The mushroom that causes kidney failure days later: a hidden risk in the woods

Some wild mushrooms strike quickly and visibly; others lurk, waiting. One group of fungi produces a poison that may leave you feeling fine for days and then deliver a slow, relentless attack on the kidneys. Understanding which species are responsible, how the poisoning evolves, and what to do if exposure is suspected can mean the difference between recovery and permanent kidney damage.

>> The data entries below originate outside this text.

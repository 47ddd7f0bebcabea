//! Single-slot storage for the thrown luring gem.

use rune_hall_core::{GameTime, PixelPoint};

/// A luring gem lying in the hall.
#[derive(Clone, Copy, Debug, PartialEq)]
pub struct LuringGem {
    position: PixelPoint,
    spawn_time: GameTime,
}

impl LuringGem {
    /// Where the gem landed.
    #[must_use]
    pub const fn position(&self) -> PixelPoint {
        self.position
    }

    /// In-game time the gem landed.
    #[must_use]
    pub const fn spawn_time(&self) -> GameTime {
        self.spawn_time
    }
}

/// Holds at most one luring gem and expires it after a fixed lifetime.
///
/// The slot overwrites on [`LuringGemSlot::place`]; callers reject throws
/// while a gem is active.
#[derive(Clone, Debug)]
pub struct LuringGemSlot {
    gem: Option<LuringGem>,
    lifetime_secs: u64,
}

impl LuringGemSlot {
    /// Creates an empty slot whose gems last `lifetime_secs`.
    #[must_use]
    pub const fn new(lifetime_secs: u64) -> Self {
        Self {
            gem: None,
            lifetime_secs,
        }
    }

    /// Places a gem at `position`.
    pub fn place(&mut self, position: PixelPoint, now: GameTime) {
        self.gem = Some(LuringGem {
            position,
            spawn_time: now,
        });
    }

    /// Gem currently in the hall, if any.
    #[must_use]
    pub const fn current(&self) -> Option<&LuringGem> {
        self.gem.as_ref()
    }

    /// Reports whether a gem is in the hall.
    #[must_use]
    pub const fn is_active(&self) -> bool {
        self.gem.is_some()
    }

    /// Removes the gem, returning it if one was present.
    pub fn clear(&mut self) -> Option<LuringGem> {
        self.gem.take()
    }

    /// Removes the gem once its lifetime has elapsed. Returns `true` on removal.
    pub fn expire(&mut self, now: GameTime) -> bool {
        let expired = self
            .gem
            .is_some_and(|gem| now.since(gem.spawn_time) >= self.lifetime_secs);
        if expired {
            self.gem = None;
        }
        expired
    }
}
impl CellCoord {
    /// Creates a new grid cell coordinate.
    #[must_use]
    pub const fn new(column: u32, row: u32) -> Self {
        Self { column, row }
    }

    /// Zero-based column index of the cell.
    #[must_use]
    pub const fn column(&self) -> u32 {
        self.column
    }

    /// Zero-based row index of the cell.
    #[must_use]
    pub const fn row(&self) -> u32 {
        self.row
    }

    /// Computes the Manhattan distance between two cell coordinates.
    #[must_use]
    pub fn manhattan_distance(self, other: CellCoord) -> u32 {
        self.column().abs_diff(other.column()) + self.row().abs_diff(other.row())
    }

    /// Resolves the cell containing a pixel position, if the position is not negative.
    #[must_use]
    pub fn containing(point: PixelPoint, tile_length: f32) -> Option<CellCoord> {
        if tile_length <= 0.0 || point.x < 0.0 || point.y < 0.0 {
            return None;
        }
        let column = (point.x / tile_length).floor();
        let row = (point.y / tile_length).floor();
        if column > u32::MAX as f32 || row > u32::MAX as f32 {
            return None;
        }
        Some(CellCoord::new(column as u32, row as u32))
    }

    /// Pixel position of the cell's upper-left corner.
    #[must_use]
    pub fn origin(self, tile_length: f32) -> PixelPoint {
        PixelPoint::new(
            self.column as f32 * tile_length,
            self.row as f32 * tile_length,
        )
    }

    /// Pixel position of the cell's centre.
    #[must_use]
    pub fn center(self, tile_length: f32) -> PixelPoint {
        let half = tile_length / 2.0;
        self.origin(tile_length).offset(half, half)
    }

    /// Reports whether a pixel position falls inside the cell's bounds.
    #[must_use]
    pub fn bounds_contain(self, point: PixelPoint, tile_length: f32) -> bool {
        let origin = self.origin(tile_length);
        point.x >= origin.x
            && point.x < origin.x + tile_length
            && point.y >= origin.y
            && point.y < origin.y + tile_length
    }

    /// Neighbouring cell one step in `direction`, if it stays on the non-negative grid.
    #[must_use]
    pub fn neighbor(self, direction: Direction) -> Option<CellCoord> {
        match direction {
            Direction::North => self.row.checked_sub(1).map(|row| Self::new(self.column, row)),
            Direction::South => self.row.checked_add(1).map(|row| Self::new(self.column, row)),
            Direction::West => self
                .column
                .checked_sub(1)
                .map(|column| Self::new(column, self.row)),
            Direction::East => self
                .column
                .checked_add(1)
                .map(|column| Self::new(column, self.row)),
        }
    }
}

/// Axis-aligned rectangle expressed in cell coordinates.
#[derive(Clone, Copy, Debug, PartialEq, Eq, Hash, Serialize, Deserialize)]
pub struct CellRect {
    origin: CellCoord,
    size: CellRectSize,
}

impl CellRect {
    /// Constructs a rectangle from an origin cell and size.
    #[must_use]
    pub const fn from_origin_and_size(origin: CellCoord, size: CellRectSize) -> Self {
        Self { origin, size }
    }

    /// Upper-left cell that anchors the rectangle.
    #[must_use]
    pub const fn origin(&self) -> CellCoord {
        self.origin
    }

    /// Dimensions of the rectangle measured in whole cells.
    #[must_use]
    pub const fn size(&self) -> CellRectSize {
        self.size
    }

    /// Reports whether the rectangle covers the provided cell.
    #[must_use]
    pub fn contains(&self, cell: CellCoord) -> bool {
        let column = cell.column();
        let row = cell.row();
        column >= self.origin.column()
            && row >= self.origin.row()
            && u64::from(column) < u64::from(self.origin.column()) + u64::from(self.size.width())
            && u64::from(row) < u64::from(self.origin.row()) + u64::from(self.size.height())
    }
}

/// Size of a [`CellRect`] measured in whole cells.
#[derive(Clone, Copy, Debug, PartialEq, Eq, Hash, Serialize, Deserialize)]
pub struct CellRectSize {
    width: u32,
    height: u32,
}
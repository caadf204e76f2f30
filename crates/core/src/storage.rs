//! Storage folder categories and owner-namespaced path building.
//!
//! Every stored binary lives under `{owner_id}/{folder}/{file_name}` so one
//! user's uploads, results, and storefront imagery never collide with
//! another's.

use crate::error::CoreError;
use crate::types::DbId;

// ---------------------------------------------------------------------------
// Folder categories
// ---------------------------------------------------------------------------

/// Storage folder category for an uploaded or generated binary.
#[derive(Debug, Clone, Copy, PartialEq, Eq)]
pub enum FolderKind {
    Uploads,
    Results,
    Avatars,
    Products,
    Models,
    Banners,
}

impl FolderKind {
    /// Parse a folder name.
    pub fn from_str_db(s: &str) -> Result<Self, CoreError> {
        match s {
            "uploads" => Ok(Self::Uploads),
            "results" => Ok(Self::Results),
            "avatars" => Ok(Self::Avatars),
            "products" => Ok(Self::Products),
            "models" => Ok(Self::Models),
            "banners" => Ok(Self::Banners),
            _ => Err(CoreError::Validation(format!(
                "Invalid storage folder '{s}'. Must be one of: uploads, results, \
                 avatars, products, models, banners"
            ))),
        }
    }

    /// Folder name as stored in paths.
    pub fn as_str(self) -> &'static str {
        match self {
            Self::Uploads => "uploads",
            Self::Results => "results",
            Self::Avatars => "avatars",
            Self::Products => "products",
            Self::Models => "models",
            Self::Banners => "banners",
        }
    }
}

// ---------------------------------------------------------------------------
// Path building
// ---------------------------------------------------------------------------

/// Build the owner-namespaced relative path for a stored binary.
///
/// `file_name` must be a bare name: separators and parent references are
/// rejected so a crafted name cannot escape the owner's namespace.
pub fn object_path(owner_id: DbId, folder: FolderKind, file_name: &str) -> Result<String, CoreError> {
    if file_name.is_empty()
        || file_name.contains('/')
        || file_name.contains('\\')
        || file_name.contains("..")
    {
        return Err(CoreError::Validation(format!(
            "Invalid file name '{file_name}'"
        )));
    }
    Ok(format!("{owner_id}/{}/{file_name}", folder.as_str()))
}

#[cfg(test)]
mod tests {
    use super::*;

    #[test]
    fn folder_roundtrip() {
        for folder in [
            FolderKind::Uploads,
            FolderKind::Results,
            FolderKind::Avatars,
            FolderKind::Products,
            FolderKind::Models,
            FolderKind::Banners,
        ] {
            assert_eq!(FolderKind::from_str_db(folder.as_str()).unwrap(), folder);
        }
    }

    #[test]
    fn unknown_folder_rejected() {
        assert!(FolderKind::from_str_db("temp").is_err());
    }

    #[test]
    fn object_path_is_owner_namespaced() {
        let path = object_path(42, FolderKind::Results, "look-7.jpg").unwrap();
        assert_eq!(path, "42/results/look-7.jpg");
    }

    #[test]
    fn traversal_names_rejected() {
        assert!(object_path(1, FolderKind::Uploads, "../etc/passwd").is_err());
        assert!(object_path(1, FolderKind::Uploads, "a/b.jpg").is_err());
        assert!(object_path(1, FolderKind::Uploads, "").is_err());
    }
}
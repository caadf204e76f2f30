//! Route definitions for the studio (catalog, wizard, generate).
//!
//! All endpoints require authentication.

use axum::routing::{delete, get, post, put};
use axum::Router;

use crate::handlers::studio;
use crate::state::AppState;

/// Routes mounted at `/studio`.
///
/// ```text
/// GET    /models                   -> list_models
/// GET    /styles                   -> list_styles
/// GET    /wizard                   -> get_wizard
/// DELETE /wizard                   -> clear_wizard
/// PUT    /wizard/garment           -> select_garment
/// PUT    /wizard/model             -> select_model
/// PUT    /wizard/style             -> set_style
/// POST   /wizard/navigate/{step}   -> navigate
/// POST   /generate                 -> generate
/// ```
pub fn router() -> Router<AppState> {
    Router::new()
        .route("/models", get(studio::list_models))
        .route("/styles", get(studio::list_styles))
        .route("/wizard", get(studio::get_wizard).delete(studio::clear_wizard))
        .route("/wizard/garment", put(studio::select_garment))
        .route("/wizard/model", put(studio::select_model))
        .route("/wizard/style", put(studio::set_style))
        .route("/wizard/navigate/{step}", post(studio::navigate))
        .route("/generate", post(studio::generate))
}
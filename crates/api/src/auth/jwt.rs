//! JWT access-token generation and validation.
//!
//! Access tokens are HS256-signed JWTs containing a [`Claims`] payload. The
//! API trusts the identity provider that issued the token; only the shared
//! secret, expiry, and subject are checked here.

use jsonwebtoken::{decode, encode, DecodingKey, EncodingKey, Header, Validation};
use serde::{Deserialize, Serialize};
use uuid::Uuid;

use espelho_core::types::DbId;

/// JWT claims embedded in every access token.
#[derive(Debug, Serialize, Deserialize, Clone)]
pub struct Claims {
    /// Subject -- the user's internal database id.
    pub sub: DbId,
    /// Expiration time (UTC Unix timestamp).
    pub exp: i64,
    /// Issued-at time (UTC Unix timestamp).
    pub iat: i64,
    /// Unique token identifier (UUID v4) for revocation / audit.
    pub jti: String,
}

/// Configuration for JWT token generation and validation.
#[derive(Debug, Clone)]
pub struct JwtConfig {
    /// HMAC-SHA256 secret used to sign and verify tokens.
    pub secret: String,
    /// Access token lifetime in minutes (default: 60).
    pub access_token_expiry_mins: i64,
}

/// Default access token expiry in minutes.
const DEFAULT_ACCESS_EXPIRY_MINS: i64 = 60;

impl JwtConfig {
    /// Load JWT configuration from environment variables.
    ///
    /// | Env Var                  | Required | Default |
    /// |--------------------------|----------|---------|
    /// | `JWT_SECRET`             | **yes**  | --      |
    /// | `JWT_ACCESS_EXPIRY_MINS` | no       | `60`    |
    ///
    /// # Panics
    ///
    /// Panics if `JWT_SECRET` is not set or is empty.
    pub fn from_env() -> Self {
        let secret =
            std::env::var("JWT_SECRET").expect("JWT_SECRET must be set in the environment");
        assert!(!secret.is_empty(), "JWT_SECRET must not be empty");

        let access_token_expiry_mins: i64 = std::env::var("JWT_ACCESS_EXPIRY_MINS")
            .unwrap_or_else(|_| DEFAULT_ACCESS_EXPIRY_MINS.to_string())
            .parse()
            .expect("JWT_ACCESS_EXPIRY_MINS must be a valid i64");

        Self {
            secret,
            access_token_expiry_mins,
        }
    }
}

/// Generate an HS256 access token for the given user.
pub fn generate_access_token(
    user_id: DbId,
    config: &JwtConfig,
) -> Result<String, jsonwebtoken::errors::Error> {
    let now = chrono::Utc::now().timestamp();
    let exp = now + config.access_token_expiry_mins * 60;

    let claims = Claims {
        sub: user_id,
        exp,
        iat: now,
        jti: Uuid::new_v4().to_string(),
    };

    encode(
        &Header::default(), // HS256
        &claims,
        &EncodingKey::from_secret(config.secret.as_bytes()),
    )
}

/// Validate and decode an access token, returning the embedded [`Claims`].
///
/// Validates the signature and expiration automatically.
pub fn validate_token(
    token: &str,
    config: &JwtConfig,
) -> Result<Claims, jsonwebtoken::errors::Error> {
    let token_data = decode::<Claims>(
        token,
        &DecodingKey::from_secret(config.secret.as_bytes()),
        &Validation::default(), // HS256, validates exp
    )?;
    Ok(token_data.claims)
}

#[cfg(test)]
mod tests {
    use super::*;

    fn test_config() -> JwtConfig {
        JwtConfig {
            secret: "test-secret-that-is-long-enough-for-hmac".to_string(),
            access_token_expiry_mins: 60,
        }
    }

    #[test]
    fn generate_and_validate_access_token() {
        let config = test_config();
        let token =
            generate_access_token(42, &config).expect("token generation should succeed");

        let claims = validate_token(&token, &config).expect("token validation should succeed");
        assert_eq!(claims.sub, 42);
        assert!(claims.exp > claims.iat);
        assert!(!claims.jti.is_empty());
    }

    #[test]
    fn expired_token_fails() {
        let config = test_config();

        // Manually create an already-expired token, well past the default
        // 60-second leeway.
        let now = chrono::Utc::now().timestamp();
        let claims = Claims {
            sub: 1,
            exp: now - 300,
            iat: now - 600,
            jti: Uuid::new_v4().to_string(),
        };

        let token = encode(
            &Header::default(),
            &claims,
            &EncodingKey::from_secret(config.secret.as_bytes()),
        )
        .expect("encoding should succeed");

        assert!(validate_token(&token, &config).is_err());
    }

    #[test]
    fn different_secrets_fail() {
        let config_a = JwtConfig {
            secret: "secret-alpha".to_string(),
            access_token_expiry_mins: 60,
        };
        let config_b = JwtConfig {
            secret: "secret-bravo".to_string(),
            access_token_expiry_mins: 60,
        };

        let token =
            generate_access_token(1, &config_a).expect("token generation should succeed");

        assert!(validate_token(&token, &config_b).is_err());
    }
}
//! The generation orchestrator: drives one try-on job from validated inputs
//! to a settled terminal state.
//!
//! Step order is fixed: validate and downscale both images, resolve the
//! provider, render the pinned prompt, create the job, dispatch, then settle.
//! There is no automatic retry; a failed generation is surfaced with
//! user-facing copy and the user decides whether to run again (which creates
//! a new job).

use std::sync::Arc;

use base64::Engine as _;

use espelho_core::error::CoreError;
use espelho_core::generation::{
    parse_data_url, FailureKind, GenerationFailure, GenerationRequest, GenerationResult,
    ImagePayload, DEFAULT_TOP_K, DEFAULT_TOP_P,
};
use espelho_core::image_ops::prepare_for_generation;
use espelho_core::prompt::{build_prompt, LATEST_PROMPT_VERSION};
use espelho_core::storage::FolderKind;
use espelho_core::style::Style;
use espelho_core::types::DbId;
use espelho_db::models::job::{CreateJob, TryOnJob};
use espelho_providers::adapter::{Provider, ProviderConfig, ProviderKind};

use crate::artifacts::ArtifactStore;
use crate::jobs::JobStore;

/// Version tag recorded on every job this pipeline creates.
pub const PIPELINE_VERSION: &str = "tryon-1";

// ---------------------------------------------------------------------------
// Provider registry
// ---------------------------------------------------------------------------

/// Configured provider adapters, keyed by kind. A provider is absent when
/// its API key was not configured at startup.
#[derive(Default)]
pub struct ProviderRegistry {
    gemini: Option<Arc<dyn Provider>>,
    groq: Option<Arc<dyn Provider>>,
}

impl ProviderRegistry {
    pub fn new() -> Self {
        Self::default()
    }

    pub fn register(&mut self, kind: ProviderKind, provider: Arc<dyn Provider>) {
        match kind {
            ProviderKind::Gemini => self.gemini = Some(provider),
            ProviderKind::Groq => self.groq = Some(provider),
        }
    }

    /// Get the adapter for a provider, or an internal error naming the
    /// missing key's environment variable.
    pub fn get(&self, kind: ProviderKind) -> Result<Arc<dyn Provider>, CoreError> {
        let slot = match kind {
            ProviderKind::Gemini => &self.gemini,
            ProviderKind::Groq => &self.groq,
        };
        slot.clone().ok_or_else(|| {
            CoreError::Internal(format!(
                "Provider '{}' is not configured: set {}",
                kind.as_str(),
                kind.api_key_env_var()
            ))
        })
    }
}

// ---------------------------------------------------------------------------
// Inputs / outcome
// ---------------------------------------------------------------------------

/// Everything the orchestrator needs to run one generation.
pub struct GenerateInput {
    pub garment_asset_id: DbId,
    pub model_asset_id: DbId,
    /// Seller attribution when the garment came from a storefront.
    pub product_owner_id: Option<DbId>,
    /// Raw garment image bytes as uploaded or fetched from storage.
    pub garment_bytes: Vec<u8>,
    /// Raw person-photo bytes.
    pub model_bytes: Vec<u8>,
    pub style: Style,
    pub instructions: String,
    pub config: ProviderConfig,
    /// Prompt version pin; `None` means latest.
    pub prompt_version: Option<String>,
}

/// The settled job plus the normalized generation result. `result` is `Err`
/// for every non-image outcome, including the informational vision-only
/// capability mismatch.
pub struct GenerateOutcome {
    pub job: TryOnJob,
    pub result: GenerationResult,
}

// ---------------------------------------------------------------------------
// Orchestrator
// ---------------------------------------------------------------------------

pub struct Orchestrator {
    jobs: Arc<dyn JobStore>,
    providers: ProviderRegistry,
    artifacts: Arc<dyn ArtifactStore>,
}

impl Orchestrator {
    pub fn new(
        jobs: Arc<dyn JobStore>,
        providers: ProviderRegistry,
        artifacts: Arc<dyn ArtifactStore>,
    ) -> Self {
        Self {
            jobs,
            providers,
            artifacts,
        }
    }

    /// Run the full pipeline for one generation.
    ///
    /// Input validation failures return before any job row exists; once the
    /// job is created every outcome settles it (completed or failed).
    pub async fn generate(
        &self,
        owner_id: DbId,
        input: GenerateInput,
    ) -> Result<GenerateOutcome, CoreError> {
        // Validate and downscale before touching the database or the network.
        let garment = prepare_for_generation(&input.garment_bytes)?;
        let model_photo = prepare_for_generation(&input.model_bytes)?;

        input.config.validate()?;
        let provider = self.providers.get(input.config.kind())?;

        let prompt_version = input
            .prompt_version
            .as_deref()
            .unwrap_or(LATEST_PROMPT_VERSION)
            .to_string();
        let prompt = build_prompt(input.style, &prompt_version, &input.instructions);

        let job = self
            .jobs
            .create(
                owner_id,
                &CreateJob {
                    garment_asset_id: input.garment_asset_id,
                    model_asset_id: input.model_asset_id,
                    product_owner_id: input.product_owner_id,
                    style: input.style,
                    instructions: input.instructions.clone(),
                    ai_model: Some(input.config.model().to_string()),
                    prompt_version: Some(prompt_version),
                    pipeline_version: Some(PIPELINE_VERSION.to_string()),
                },
            )
            .await?;

        if !self.jobs.mark_processing(job.id).await? {
            return Err(CoreError::Conflict(format!(
                "Job {} was already dispatched",
                job.id
            )));
        }

        let request = build_generation_request(&input.config, model_photo, garment, prompt);

        tracing::info!(
            job_id = job.id,
            provider = input.config.kind().as_str(),
            model = %request.model,
            "dispatching generation",
        );
        let started = std::time::Instant::now();
        let result = provider.generate(&request).await;
        let elapsed_ms = started.elapsed().as_millis() as u64;

        let job = self.settle(owner_id, job.id, &result).await?;

        match &result {
            Ok(_) => tracing::info!(job_id = job.id, elapsed_ms, "generation completed"),
            Err(f) => tracing::warn!(
                job_id = job.id,
                elapsed_ms,
                kind = f.kind.as_str(),
                retriable = f.retriable,
                "generation failed",
            ),
        }

        Ok(GenerateOutcome { job, result })
    }

    /// Resolve the provider for `config` and run one raw generation call.
    /// Used by the key-holding proxy endpoint, which settles client-managed
    /// jobs itself.
    pub async fn dispatch(
        &self,
        config: &ProviderConfig,
        request: &GenerationRequest,
    ) -> Result<GenerationResult, CoreError> {
        config.validate()?;
        let provider = self.providers.get(config.kind())?;
        Ok(provider.generate(request).await)
    }

    /// Settle a job from a generation result and return the updated row.
    ///
    /// Success stores the image as a durable artifact and completes the job;
    /// any failure records user-facing copy. Both paths are safe to repeat.
    pub async fn settle(
        &self,
        owner_id: DbId,
        job_id: DbId,
        result: &GenerationResult,
    ) -> Result<TryOnJob, CoreError> {
        match result {
            Ok(image) => {
                let (mime, data_b64) = parse_data_url(&image.data_url).ok_or_else(|| {
                    CoreError::Internal("Provider returned a malformed data URL".into())
                })?;
                let bytes = base64::engine::general_purpose::STANDARD
                    .decode(data_b64)
                    .map_err(|e| {
                        CoreError::Internal(format!("Provider returned invalid base64: {e}"))
                    })?;
                let reference = self
                    .artifacts
                    .put(
                        owner_id,
                        FolderKind::Results,
                        &result_file_name(job_id, mime),
                        &bytes,
                    )
                    .await?;
                self.jobs.complete(job_id, &reference).await?;
            }
            Err(failure) => {
                let message = compose_failure_message(failure);
                self.jobs.fail(job_id, Some(&message)).await?;
            }
        }

        self.jobs
            .find_by_id(job_id)
            .await?
            .ok_or(CoreError::NotFound {
                entity: "job",
                id: job_id,
            })
    }
}

// ---------------------------------------------------------------------------
// Helpers
// ---------------------------------------------------------------------------

/// Assemble the provider request from the config's sampling parameters.
pub fn build_generation_request(
    config: &ProviderConfig,
    model_image: ImagePayload,
    product_image: ImagePayload,
    prompt: String,
) -> GenerationRequest {
    let (temperature, top_k, top_p) = match config {
        ProviderConfig::Gemini(c) => (c.temperature, c.top_k, c.top_p),
        ProviderConfig::Groq(c) => (c.temperature, DEFAULT_TOP_K, DEFAULT_TOP_P),
    };
    GenerationRequest {
        model_image,
        product_image,
        prompt,
        model: config.model().to_string(),
        temperature,
        top_k,
        top_p,
    }
}

/// Result artifact file name for a job.
fn result_file_name(job_id: DbId, mime: &str) -> String {
    let ext = match mime {
        "image/png" => "png",
        "image/webp" => "webp",
        _ => "jpg",
    };
    format!("job-{job_id}.{ext}")
}

/// Turn a normalized failure into the copy recorded on the job and shown to
/// the user. Only this function produces free-text failure copy.
pub fn compose_failure_message(failure: &GenerationFailure) -> String {
    match failure.kind {
        FailureKind::QuotaExceeded => format!(
            "Cota de geração excedida.\n\n{}\n\nNenhuma imagem foi gerada nesta tentativa.",
            failure.message
        ),
        FailureKind::NetworkError => {
            "Não foi possível conectar ao serviço de geração. \
             Verifique sua conexão e tente novamente."
                .to_string()
        }
        FailureKind::ProviderError if failure.retriable => {
            "O serviço de geração está temporariamente indisponível. \
             Tente novamente em instantes."
                .to_string()
        }
        // Block reasons, empty responses, capability mismatches, and
        // non-retriable provider errors already carry their final copy.
        _ => failure.message.clone(),
    }
}
//! Route definitions for the `/jobs` resource.
//!
//! `/public` is the only unauthenticated endpoint.

use axum::routing::{get, patch, post};
use axum::Router;

use crate::handlers::jobs;
use crate::state::AppState;

/// Routes mounted at `/jobs`.
///
/// ```text
/// POST   /                -> create_job
/// GET    /                -> list_jobs
/// GET    /public          -> list_public_jobs
/// GET    /{id}            -> get_job
/// PATCH  /{id}/public     -> set_public
/// PATCH  /{id}/favorite   -> set_favorite
/// ```
pub fn router() -> Router<AppState> {
    Router::new()
        .route("/", post(jobs::create_job).get(jobs::list_jobs))
        .route("/public", get(jobs::list_public_jobs))
        .route("/{id}", get(jobs::get_job))
        .route("/{id}/public", patch(jobs::set_public))
        .route("/{id}/favorite", patch(jobs::set_favorite))
}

How a delayed mushroom poisoning differs from the usual stomach bug

Mushroom poisonings often bring immediate and dramatic gastrointestinal symptoms—nausea, vomiting, explosive diarrhea—within hours of a meal. Those dramatic cases are easy to spot and often prompt a fast trip to the emergency room. By contrast, the type of poisoning that causes kidney failure days later begins with a deceptive quiet. The eater might have mild discomfort or no symptoms at all for several days before the first warning signs.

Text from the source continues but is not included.